According to the FCDO, Methanol is a toxic industrial alcohol also found in antifreeze and paint thinners.
Peddlers of counterfeit alcohol illegally mixed it into spirit-based drinks to cut costs.
The advisory noted a rise in serious illness and deaths linked to contaminated beverages in destinations including Ecuador, Kenya, Mexico, Peru, and Nigeria.
Speaking on the issue, a quality assurance expert and public analyst specializing in food, drugs, and beverages, Dr. Abubakar Danraka, disclosed that counterfeit and adulterated alcohol has reached endemic levels in Nigeria and now poses a serious public health threat.
“The situation we are in Nigeria is very, very endemic,” Danraka said in an interview with THE WHISTLER. “Everywhere you go, the chances of getting a fake or adulterated drink are like one in three. Hardly will you select three bottles randomly without getting one.”
He said both the National Agency for Food and Drug Administration and Control (NAFDAC) and the Spirits and Wines Association of Nigeria (SWAN) agree on the scale of the problem, which cuts across popular and unknown brands alike.
“In many markets, they will ask you, ‘Do you want original or the one that is manageable?’ The originals are not even on display,” he said.
Danraka explained that the main health risk comes from methanol, an industrial alcohol used in antifreeze and paint thinners, which is being used to replace ethanol in fake drinks because it is cheaper and readily available.

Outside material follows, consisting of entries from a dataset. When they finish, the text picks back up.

//! Annotation: a text note with author and time

use crate::complex::Reference;
use crate::context::TypeContext;
use crate::element::{choice_name, hash_slot, write_property, Element, FhirType, Slot};
use crate::error::{Error, Result};
use crate::extension::ExtensionData;
use crate::hash::{markers, HashSink};
use crate::primitive::{DateTime, FhirString, Markdown};
use crate::references::References;
use crate::value::FieldValue;
use serde_json::{Map as JsonMap, Value as JsonValue};
use std::sync::Arc;

/// The closed choice `author[x]`.
#[derive(Clone, Debug, PartialEq, Eq, Hash)]
pub enum AnnotationAuthor {
    Reference(Arc<Reference>),
    String(Arc<FhirString>),
}

impl AnnotationAuthor {
    pub fn to_element(&self) -> Element {
        match self {
            AnnotationAuthor::Reference(r) => Element::Reference(Arc::clone(r)),
            AnnotationAuthor::String(s) => Element::String(Arc::clone(s)),
        }
    }

    fn type_name(&self) -> &'static str {
        match self {
            AnnotationAuthor::Reference(_) => Reference::TYPE_NAME,
            AnnotationAuthor::String(_) => FhirString::TYPE_NAME,
        }
    }

    fn from_value(ctx: &TypeContext, value: FieldValue) -> Result<Self> {
        let author = match value {
            FieldValue::Element(Element::Reference(r)) => AnnotationAuthor::Reference(r),
            FieldValue::Element(Element::String(s)) => AnnotationAuthor::String(s),
            FieldValue::Map(map) => AnnotationAuthor::Reference(Reference::create(ctx, &map)?),
            FieldValue::String(s) | FieldValue::Code(s) => {
                AnnotationAuthor::String(FhirString::new(ctx, s)?)
            }
            _ => {
                return Err(Error::invalid_field(
                    Annotation::TYPE_NAME,
                    "author",
                    "Reference or string",
                ))
            }
        };
        Ok(author)
    }
}

impl Slot for Option<AnnotationAuthor> {
    fn is_absent(&self) -> bool {
        self.is_none()
    }

    fn is_internable(&self) -> bool {
        match self {
            None => true,
            Some(AnnotationAuthor::Reference(r)) => r.is_internable(),
            Some(AnnotationAuthor::String(s)) => s.is_internable(),
        }
    }

    fn to_value(&self) -> Option<FieldValue> {
        self.as_ref()
            .map(|author| FieldValue::Element(author.to_element()))
    }

    fn from_value(
        ctx: &TypeContext,
        _owner: &'static str,
        _key: &str,
        value: Option<FieldValue>,
    ) -> Result<Self> {
        value
            .map(|value| AnnotationAuthor::from_value(ctx, value))
            .transpose()
    }

    fn write_hash(&self, sink: &mut dyn HashSink) {
        match self {
            Some(AnnotationAuthor::Reference(r)) => r.hash_into(sink),
            Some(AnnotationAuthor::String(s)) => s.hash_into(sink),
            None => {}
        }
    }

    fn write_json(&self, out: &mut JsonMap<String, JsonValue>, name: &str) {
        let Some(author) = self else {
            return;
        };
        let name = choice_name(name, author.type_name());
        match author {
            AnnotationAuthor::Reference(r) => write_property(out, &name, &**r),
            AnnotationAuthor::String(s) => write_property(out, &name, &**s),
        }
    }

    fn visit<'a>(&'a self, refs: &mut References<'a>) {
        match self {
            Some(AnnotationAuthor::Reference(r)) => refs.push(&**r),
            Some(AnnotationAuthor::String(s)) => refs.push(&**s),
            None => {}
        }
    }
}

#[derive(Clone, Debug, PartialEq, Eq, Hash)]
pub struct Annotation {
    extension_data: Arc<ExtensionData>,
    author: Option<AnnotationAuthor>,
    time: Option<Arc<DateTime>>,
    text: Option<Arc<Markdown>>,
}

impl Annotation {
    pub fn author(&self) -> Option<&AnnotationAuthor> {
        self.author.as_ref()
    }

    pub fn time(&self) -> Option<&Arc<DateTime>> {
        self.time.as_ref()
    }

    pub fn text(&self) -> Option<&Arc<Markdown>> {
        self.text.as_ref()
    }
}

impl FhirType for Annotation {
    const TYPE_NAME: &'static str = "Annotation";
    const HASH_MARKER: u8 = markers::ANNOTATION;
    const FIELDS: &'static [&'static str] = &["author", "time", "text"];

    fn blank() -> Self {
        Annotation {
            extension_data: ExtensionData::empty(),
            author: None,
            time: None,
            text: None,
        }
    }

    fn field(&self, key: &str) -> Option<FieldValue> {
        match key {
            "author" => self.author.to_value(),
            "time" => self.time.to_value(),
            "text" => self.text.to_value(),
            _ => None,
        }
    }

    fn set_field(
        &mut self,
        ctx: &TypeContext,
        key: &str,
        value: Option<FieldValue>,
    ) -> Result<bool> {
        let owner = Self::TYPE_NAME;
        match key {
            "author" => self.author = Slot::from_value(ctx, owner, key, value)?,
            "time" => self.time = Slot::from_value(ctx, owner, key, value)?,
            "text" => self.text = Slot::from_value(ctx, owner, key, value)?,
            _ => return Ok(false),
        }
        Ok(true)
    }

    fn has_fields(&self) -> bool {
        self.author.is_some() || self.time.is_some() || self.text.is_some()
    }

    fn fields_internable(&self) -> bool {
        Slot::is_internable(&self.author) && self.time.is_internable() && self.text.is_internable()
    }

    fn hash_fields(&self, sink: &mut dyn HashSink) {
        hash_slot(sink, 2, &self.author);
        hash_slot(sink, 3, &self.time);
        hash_slot(sink, 4, &self.text);
    }

    fn json_fields(&self, out: &mut JsonMap<String, JsonValue>) {
        self.author.write_json(out, "author");
        self.time.write_json(out, "time");
        self.text.write_json(out, "text");
    }

    fn visit_fields<'a>(&'a self, refs: &mut References<'a>) {
        self.author.visit(refs);
        self.time.visit(refs);
        self.text.visit(refs);
    }

    composite_plumbing!(Annotation, Annotation, annotation);
}

#[cfg(test)]
mod tests {
    use super::*;
    use crate::references::ResourceRef;
    use crate::value::GenericMap;

    #[test]
    fn author_choice_names() {
        let ctx = TypeContext::default();
        let by_name = Annotation::create(
            &ctx,
            &GenericMap::new().with("author", "Dr. Who").with("text", "ok"),
        )
        .unwrap();
        assert_eq!(by_name.to_json()["authorString"], "Dr. Who");

        let author = Reference::new(&ctx, "Practitioner/7").unwrap();
        let author = Some(Element::from(author).into());
        let by_ref = Annotation::assoc(&by_name, &ctx, "author", author).unwrap();
        let json = by_ref.to_json();
        assert_eq!(json["authorReference"]["reference"], "Practitioner/7");
        assert!(json.get("authorString").is_none());
    }

    #[test]
    fn author_reference_is_extracted() {
        let ctx = TypeContext::default();
        let map = GenericMap::new()
            .with("author", GenericMap::new().with("reference", "Practitioner/7"));
        let note = Annotation::create(&ctx, &map).unwrap();
        let found: Vec<_> = Element::from(note).references().collect();
        assert_eq!(found, vec![ResourceRef::new("Practitioner", "7")]);
    }

    #[test]
    fn code_author_is_a_string() {
        let ctx = TypeContext::default();
        let map = GenericMap::new().with("author", FieldValue::code("nurse"));
        let note = Annotation::create(&ctx, &map).unwrap();
        assert_eq!(note.to_json()["authorString"], "nurse");
    }

    #[test]
    fn author_rejects_other_types() {
        let ctx = TypeContext::default();
        let map = GenericMap::new().with("author", true);
        assert!(matches!(
            Annotation::create(&ctx, &map),
            Err(Error::InvalidFieldValue { field, .. }) if field == "author"
        ));
    }
}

“Methanol is three to four times cheaper than ethanol and readily available,” he said. “It looks the same and smells similar, but the body metabolizes it into formaldehyde and formic acid, which are highly toxic.”
The effects, he said, escalate quickly from dizziness to low blood pressure, severe abdominal pain, liver and kidney damage, blindness, coma, and death in high doses.

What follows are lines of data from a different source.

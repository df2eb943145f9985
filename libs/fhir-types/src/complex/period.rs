//! Period: a time range defined by start and end

use crate::context::TypeContext;
use crate::element::{hash_slot, FhirType, Slot};
use crate::error::Result;
use crate::extension::ExtensionData;
use crate::hash::{markers, HashSink};
use crate::primitive::DateTime;
use crate::references::References;
use crate::value::FieldValue;
use serde_json::{Map as JsonMap, Value as JsonValue};
use std::sync::Arc;

#[derive(Clone, Debug, PartialEq, Eq, Hash)]
pub struct Period {
    extension_data: Arc<ExtensionData>,
    start: Option<Arc<DateTime>>,
    end: Option<Arc<DateTime>>,
}

impl Period {
    pub fn start(&self) -> Option<&Arc<DateTime>> {
        self.start.as_ref()
    }

    pub fn end(&self) -> Option<&Arc<DateTime>> {
        self.end.as_ref()
    }
}

impl FhirType for Period {
    const TYPE_NAME: &'static str = "Period";
    const HASH_MARKER: u8 = markers::PERIOD;
    const FIELDS: &'static [&'static str] = &["start", "end"];

    fn blank() -> Self {
        Period {
            extension_data: ExtensionData::empty(),
            start: None,
            end: None,
        }
    }

    fn field(&self, key: &str) -> Option<FieldValue> {
        match key {
            "start" => self.start.to_value(),
            "end" => self.end.to_value(),
            _ => None,
        }
    }

    fn set_field(
        &mut self,
        ctx: &TypeContext,
        key: &str,
        value: Option<FieldValue>,
    ) -> Result<bool> {
        match key {
            "start" => self.start = Slot::from_value(ctx, Self::TYPE_NAME, key, value)?,
            "end" => self.end = Slot::from_value(ctx, Self::TYPE_NAME, key, value)?,
            _ => return Ok(false),
        }
        Ok(true)
    }

    fn has_fields(&self) -> bool {
        self.start.is_some() || self.end.is_some()
    }

    fn fields_internable(&self) -> bool {
        self.start.is_internable() && self.end.is_internable()
    }

    fn hash_fields(&self, sink: &mut dyn HashSink) {
        hash_slot(sink, 2, &self.start);
        hash_slot(sink, 3, &self.end);
    }

    fn json_fields(&self, out: &mut JsonMap<String, JsonValue>) {
        self.start.write_json(out, "start");
        self.end.write_json(out, "end");
    }

    fn visit_fields<'a>(&'a self, refs: &mut References<'a>) {
        self.start.visit(refs);
        self.end.visit(refs);
    }

    composite_plumbing!(Period, Period, period);
}

#[cfg(test)]
mod tests {
    use super::*;
    use crate::value::GenericMap;

    #[test]
    fn all_absent_period_is_the_empty_singleton() {
        let ctx = TypeContext::default();
        let a = Period::create(&ctx, &GenericMap::new()).unwrap();
        let b = Period::create(&TypeContext::default(), &GenericMap::new()).unwrap();
        assert!(Arc::ptr_eq(&a, &b));
        assert!(a.keys().is_empty());
    }

    #[test]
    fn start_parses_date_time_strings() {
        let ctx = TypeContext::default();
        let map = GenericMap::new().with("start", "2024-03-01T10:00:00+01:00");
        let period = Period::create(&ctx, &map).unwrap();
        assert_eq!(period.to_json()["start"], "2024-03-01T10:00:00+01:00");

        let bad = GenericMap::new().with("end", "March 2024");
        assert!(Period::create(&ctx, &bad).is_err());
    }

    #[test]
    fn start_accepts_plain_dates() {
        let ctx = TypeContext::default();
        let day: crate::primitive::DateValue = "2024-03-01".parse().unwrap();
        let map = GenericMap::new().with("start", FieldValue::Date(day));
        let period = Period::create(&ctx, &map).unwrap();
        assert_eq!(period.to_json()["start"], "2024-03-01");
    }
}
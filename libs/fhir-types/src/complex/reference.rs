//! Reference: a pointer from one resource to another

use crate::complex::Identifier;
use crate::context::TypeContext;
use crate::element::{hash_slot, FhirType, Slot};
use crate::error::Result;
use crate::extension::ExtensionData;
use crate::hash::{markers, HashSink};
use crate::primitive::{FhirString, Uri};
use crate::references::{parse_local_reference, References, ResourceRef};
use crate::value::FieldValue;
use serde_json::{Map as JsonMap, Value as JsonValue};
use std::sync::Arc;

#[derive(Clone, Debug, PartialEq, Eq, Hash)]
pub struct Reference {
    extension_data: Arc<ExtensionData>,
    reference: Option<Arc<FhirString>>,
    type_: Option<Arc<Uri>>,
    identifier: Option<Arc<Identifier>>,
    display: Option<Arc<FhirString>>,
}

impl Reference {
    /// A literal reference such as `Patient/123`.
    pub fn new(ctx: &TypeContext, reference: &str) -> Result<Arc<Self>> {
        let mut value = Self::blank();
        value.reference = Some(FhirString::new(ctx, Arc::from(reference))?);
        Ok(Self::canonical(ctx, value))
    }

    pub fn reference(&self) -> Option<&Arc<FhirString>> {
        self.reference.as_ref()
    }

    pub fn type_(&self) -> Option<&Arc<Uri>> {
        self.type_.as_ref()
    }

    pub fn identifier(&self) -> Option<&Arc<Identifier>> {
        self.identifier.as_ref()
    }

    pub fn display(&self) -> Option<&Arc<FhirString>> {
        self.display.as_ref()
    }

    /// The `(type, id)` target if `reference` is a local `Type/id` literal.
    pub fn local_reference(&self) -> Option<ResourceRef> {
        let literal = self.reference.as_ref()?.value()?;
        let (resource_type, id) = parse_local_reference(literal)?;
        Some(ResourceRef::new(resource_type, id))
    }
}

impl FhirType for Reference {
    const TYPE_NAME: &'static str = "Reference";
    const HASH_MARKER: u8 = markers::REFERENCE;
    const FIELDS: &'static [&'static str] = &["reference", "type", "identifier", "display"];

    fn blank() -> Self {
        Reference {
            extension_data: ExtensionData::empty(),
            reference: None,
            type_: None,
            identifier: None,
            display: None,
        }
    }

    fn field(&self, key: &str) -> Option<FieldValue> {
        match key {
            "reference" => self.reference.to_value(),
            "type" => self.type_.to_value(),
            "identifier" => self.identifier.to_value(),
            "display" => self.display.to_value(),
            _ => None,
        }
    }

    fn set_field(
        &mut self,
        ctx: &TypeContext,
        key: &str,
        value: Option<FieldValue>,
    ) -> Result<bool> {
        let owner = Self::TYPE_NAME;
        match key {
            "reference" => self.reference = Slot::from_value(ctx, owner, key, value)?,
            "type" => self.type_ = Slot::from_value(ctx, owner, key, value)?,
            "identifier" => self.identifier = Slot::from_value(ctx, owner, key, value)?,
            "display" => self.display = Slot::from_value(ctx, owner, key, value)?,
            _ => return Ok(false),
        }
        Ok(true)
    }

    fn has_fields(&self) -> bool {
        self.reference.is_some()
            || self.type_.is_some()
            || self.identifier.is_some()
            || self.display.is_some()
    }

    fn fields_internable(&self) -> bool {
        self.reference.is_internable()
            && self.type_.is_internable()
            && self.identifier.is_internable()
            && self.display.is_internable()
    }

    fn hash_fields(&self, sink: &mut dyn HashSink) {
        hash_slot(sink, 2, &self.reference);
        hash_slot(sink, 3, &self.type_);
        hash_slot(sink, 4, &self.identifier);
        hash_slot(sink, 5, &self.display);
    }

    fn json_fields(&self, out: &mut JsonMap<String, JsonValue>) {
        self.reference.write_json(out, "reference");
        self.type_.write_json(out, "type");
        self.identifier.write_json(out, "identifier");
        self.display.write_json(out, "display");
    }

    /// Only the `reference` literal is a pointer; the other fields describe it.
    fn visit_fields<'a>(&'a self, refs: &mut References<'a>) {
        if let Some(target) = self.local_reference() {
            refs.emit(target);
        }
    }

    composite_plumbing!(Reference, Reference, reference);
}

#[cfg(test)]
mod tests {
    use super::*;
    use crate::element::Element;
    use crate::value::GenericMap;

    fn refs_of(reference: Arc<Reference>) -> Vec<ResourceRef> {
        Element::from(reference).references().collect()
    }

    #[test]
    fn local_literal_yields_one_pair() {
        let ctx = TypeContext::default();
        let reference = Reference::new(&ctx, "Patient/123").unwrap();
        assert_eq!(refs_of(reference), vec![ResourceRef::new("Patient", "123")]);
    }

    #[test]
    fn urn_and_absolute_references_yield_nothing() {
        let ctx = TypeContext::default();
        for literal in [
            "urn:uuid:f81d4fae-7dec-11d0-a765-00a0c91e6bf6",
            "http://example.org/fhir/Patient/123",
        ] {
            let reference = Reference::new(&ctx, literal).unwrap();
            assert!(refs_of(reference).is_empty(), "{literal}");
        }
    }

    #[test]
    fn logical_identifier_is_not_followed() {
        let ctx = TypeContext::default();
        let map = GenericMap::new()
            .with("identifier", GenericMap::new().with("value", "123"))
            .with("display", "Someone");
        let reference = Reference::create(&ctx, &map).unwrap();
        assert!(refs_of(reference).is_empty());
    }
}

He noted that methanol produces a stronger and faster intoxication than ethanol, making the danger less obvious to drinkers.

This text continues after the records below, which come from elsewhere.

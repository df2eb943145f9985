//! FHIR primitive types
//!
//! A primitive is a single optional value plus the id and extensions every
//! element can carry. All primitives share [`Primitive`]; a [`PrimitiveKind`]
//! supplies the value type, its validation, its interning policy and its
//! scalar encodings.

mod kinds;
mod temporal;

pub use kinds::{
    Boolean, BooleanKind, Canonical, CanonicalKind, Code, CodeKind, Date, DateKind, DateTime,
    DateTimeKind, DecimalKind, ExactDecimal, FhirDecimal, FhirString, Id, IdKind, Integer,
    Integer64, Integer64Kind, IntegerKind, Markdown, MarkdownKind, PositiveInt, PositiveIntKind,
    StringKind, UnsignedInt, UnsignedIntKind, Uri, UriKind,
};
pub use temporal::{DateTimeValue, DateValue};

use crate::context::TypeContext;
use crate::element::{Element, FhirType};
use crate::error::{Error, Result};
use crate::extension::ExtensionData;
use crate::hash::{HashSink, FIELD_VALUE};
use crate::intern::ValueInterner;
use crate::references::References;
use crate::value::FieldValue;
use serde_json::{Map as JsonMap, Value as JsonValue};
use std::fmt;
use std::sync::Arc;

pub trait PrimitiveKind: Sized + Send + Sync + 'static {
    type Value: Clone + Eq + std::hash::Hash + fmt::Debug + Send + Sync + 'static;

    const TYPE_NAME: &'static str;
    const HASH_MARKER: u8;

    /// Convert a raw field value. `Ok(None)` means the shape doesn't fit.
    fn from_field(value: &FieldValue) -> Result<Option<Self::Value>>;

    fn to_field(value: &Self::Value) -> FieldValue;

    /// Write the scalar encoding of `value`.
    fn hash_value(value: &Self::Value, sink: &mut dyn HashSink);

    fn json_value(value: &Self::Value) -> JsonValue;

    fn validate(_value: &Self::Value) -> Result<()> {
        Ok(())
    }

    /// Whether a primitive holding `value` may be shared.
    fn value_internable(_value: &Self::Value) -> bool {
        false
    }

    /// Whether the raw scalar of `value` hashes like this primitive.
    fn is_bare(_value: &Self::Value) -> bool {
        false
    }

    fn empty() -> Arc<Primitive<Self>>;

    fn interner(ctx: &TypeContext) -> &ValueInterner<Primitive<Self>>;

    fn wrap(value: Arc<Primitive<Self>>) -> Element;

    fn unwrap(element: &Element) -> Option<&Arc<Primitive<Self>>>;
}

/// A FHIR primitive element of kind `K`.
pub struct Primitive<K: PrimitiveKind> {
    extension_data: Arc<ExtensionData>,
    value: Option<K::Value>,
}

impl<K: PrimitiveKind> Primitive<K> {
    /// A primitive holding `value` without id or extensions.
    pub fn new(ctx: &TypeContext, value: K::Value) -> Result<Arc<Self>> {
        Self::with_extension_data(ctx, ExtensionData::empty(), Some(value))
    }

    pub fn with_extension_data(
        ctx: &TypeContext,
        extension_data: Arc<ExtensionData>,
        value: Option<K::Value>,
    ) -> Result<Arc<Self>> {
        if let Some(value) = &value {
            K::validate(value)?;
        }
        Ok(Self::canonical(
            ctx,
            Primitive {
                extension_data,
                value,
            },
        ))
    }

    pub fn value(&self) -> Option<&K::Value> {
        self.value.as_ref()
    }

    /// `true` if the primitive carries an id or extensions.
    pub fn is_extended(&self) -> bool {
        self.extension_data.has_content()
    }

    fn convert(value: &FieldValue) -> Result<K::Value> {
        let converted = match value {
            FieldValue::Element(element) => match element.bare_scalar() {
                Some(raw) => K::from_field(&raw)?,
                None => None,
            },
            other => K::from_field(other)?,
        };
        let converted =
            converted.ok_or_else(|| Error::invalid_field(K::TYPE_NAME, "value", K::TYPE_NAME))?;
        K::validate(&converted)?;
        Ok(converted)
    }
}

impl<K: PrimitiveKind> Clone for Primitive<K> {
    fn clone(&self) -> Self {
        Primitive {
            extension_data: Arc::clone(&self.extension_data),
            value: self.value.clone(),
        }
    }
}

impl<K: PrimitiveKind> PartialEq for Primitive<K> {
    fn eq(&self, other: &Self) -> bool {
        self.value == other.value && self.extension_data == other.extension_data
    }
}

impl<K: PrimitiveKind> Eq for Primitive<K> {}

impl<K: PrimitiveKind> std::hash::Hash for Primitive<K> {
    fn hash<H: std::hash::Hasher>(&self, state: &mut H) {
        std::hash::Hash::hash(&self.extension_data, state);
        std::hash::Hash::hash(&self.value, state);
    }
}

impl<K: PrimitiveKind> fmt::Debug for Primitive<K> {
    fn fmt(&self, f: &mut fmt::Formatter<'_>) -> fmt::Result {
        let mut s = f.debug_struct(K::TYPE_NAME);
        if self.extension_data.has_content() {
            s.field("extension_data", &self.extension_data);
        }
        s.field("value", &self.value).finish()
    }
}

impl<K: PrimitiveKind> FhirType for Primitive<K> {
    const TYPE_NAME: &'static str = K::TYPE_NAME;
    const HASH_MARKER: u8 = K::HASH_MARKER;
    const FIELDS: &'static [&'static str] = &["value"];
    const STRICT_KEYS: bool = true;

    fn blank() -> Self {
        Primitive {
            extension_data: ExtensionData::empty(),
            value: None,
        }
    }

    fn extension_data(&self) -> &Arc<ExtensionData> {
        &self.extension_data
    }

    fn extension_data_mut(&mut self) -> &mut Arc<ExtensionData> {
        &mut self.extension_data
    }

    fn field(&self, key: &str) -> Option<FieldValue> {
        match key {
            "value" => self.value.as_ref().map(K::to_field),
            _ => None,
        }
    }

    fn set_field(
        &mut self,
        _ctx: &TypeContext,
        key: &str,
        value: Option<FieldValue>,
    ) -> Result<bool> {
        if key != "value" {
            return Ok(false);
        }
        self.value = value.as_ref().map(Self::convert).transpose()?;
        Ok(true)
    }

    fn has_fields(&self) -> bool {
        self.value.is_some()
    }

    fn fields_internable(&self) -> bool {
        self.value.as_ref().map_or(true, K::value_internable)
    }

    fn hash_fields(&self, sink: &mut dyn HashSink) {
        if let Some(value) = &self.value {
            sink.put_byte(FIELD_VALUE);
            K::hash_value(value, sink);
        }
    }

    /// Primitives emit through `json_value` and `json_primitive_extension`.
    fn json_fields(&self, _out: &mut JsonMap<String, JsonValue>) {}

    fn visit_fields<'a>(&'a self, _refs: &mut References<'a>) {}

    fn empty() -> Option<Arc<Self>> {
        Some(K::empty())
    }

    fn interner(ctx: &TypeContext) -> &ValueInterner<Self> {
        K::interner(ctx)
    }

    fn into_element(this: Arc<Self>) -> Element {
        K::wrap(this)
    }

    fn from_element(element: &Element) -> Option<&Arc<Self>> {
        K::unwrap(element)
    }

    fn from_scalar(ctx: &TypeContext, value: &FieldValue) -> Result<Option<Arc<Self>>> {
        K::from_field(value)?
            .map(|value| Self::new(ctx, value))
            .transpose()
    }

    fn bare_scalar(&self) -> Option<FieldValue> {
        match &self.value {
            Some(value) if !self.extension_data.has_content() && K::is_bare(value) => {
                Some(K::to_field(value))
            }
            _ => None,
        }
    }

    fn json_value(&self) -> Option<JsonValue> {
        self.value.as_ref().map(K::json_value)
    }

    fn json_primitive_extension(&self) -> Option<JsonValue> {
        if !self.extension_data.has_content() {
            return None;
        }
        let mut out = JsonMap::new();
        self.extension_data.write_json(&mut out);
        Some(JsonValue::Object(out))
    }
}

“With normal alcohol, you take a cup and manage yourself. With methanol, if you take less than a cup, the intoxication is higher times two,” Danraka said.
He advised consumers to look for physical signs of tampering, including inconsistent fill levels, misspelled brand names, cheap packaging, and the absence of the typical ‘pop’ sound when opening non-alcoholic wines and some spirits. Price is another red flag.
“If you’re buying a bottle for N12,000 and you see it for N4,500 or N7,500, know that something is wrong,” he said.
Danraka also stressed the importance of buying from reputable suppliers, warning that purchasing alcohol anywhere increases the chances of getting a fake product.